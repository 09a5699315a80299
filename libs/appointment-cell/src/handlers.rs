use axum::{
    extract::{rejection::JsonRejection, Extension, Path, State},
    http::StatusCode,
    Json,
};
use serde_json::{json, Value};
use tracing::debug;

use shared_database::AppState;
use shared_models::auth::AuthUser;
use shared_models::error::AppError;

use crate::models::{BookAppointmentRequest, RescheduleAppointmentRequest};
use crate::services::booking::AppointmentBookingService;

#[axum::debug_handler(state = AppState)]
pub async fn book_appointment(
    State(state): State<AppState>,
    Extension(user): Extension<AuthUser>,
    payload: Result<Json<BookAppointmentRequest>, JsonRejection>,
) -> Result<(StatusCode, Json<Value>), AppError> {
    let Json(request) = payload?;
    debug!("Booking requested by {} {}", user.role, user.id);

    let booking_service = AppointmentBookingService::new(&state);

    let appointment = booking_service.book_appointment(request).await?;

    Ok((
        StatusCode::CREATED,
        Json(json!({
            "success": true,
            "data": appointment
        })),
    ))
}

#[axum::debug_handler(state = AppState)]
pub async fn get_appointments(
    State(state): State<AppState>,
) -> Result<Json<Value>, AppError> {
    let booking_service = AppointmentBookingService::new(&state);

    let appointments = booking_service.list_appointments().await?;

    Ok(Json(json!({
        "success": true,
        "data": appointments
    })))
}

#[axum::debug_handler(state = AppState)]
pub async fn cancel_appointment(
    State(state): State<AppState>,
    Path(appointment_id): Path<String>,
) -> Result<Json<Value>, AppError> {
    let booking_service = AppointmentBookingService::new(&state);

    let cancelled = booking_service.cancel_appointment(&appointment_id).await?;

    Ok(Json(json!({
        "success": true,
        "data": { "id": cancelled.id },
        "message": "Appointment cancelled successfully"
    })))
}

#[axum::debug_handler(state = AppState)]
pub async fn reschedule_appointment(
    State(state): State<AppState>,
    Path(appointment_id): Path<String>,
    payload: Result<Json<RescheduleAppointmentRequest>, JsonRejection>,
) -> Result<Json<Value>, AppError> {
    let Json(request) = payload?;
    let booking_service = AppointmentBookingService::new(&state);

    let appointment = booking_service.reschedule_appointment(&appointment_id, request).await?;

    Ok(Json(json!({
        "success": true,
        "data": appointment
    })))
}

#[axum::debug_handler(state = AppState)]
pub async fn complete_appointment(
    State(state): State<AppState>,
    Path(appointment_id): Path<String>,
) -> Result<Json<Value>, AppError> {
    let booking_service = AppointmentBookingService::new(&state);

    let appointment = booking_service.complete_appointment(&appointment_id).await?;

    Ok(Json(json!({
        "success": true,
        "data": appointment
    })))
}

════════

• [YOUR TASK]
Wherever the string "JsonRejection" appears in a line above, copy that line.

• [ANSWER TO THIS EXERCISE]
    extract::{rejection::JsonRejection, Extension, Path, State},
    payload: Result<Json<BookAppointmentRequest>, JsonRejection>,
    payload: Result<Json<RescheduleAppointmentRequest>, JsonRejection>,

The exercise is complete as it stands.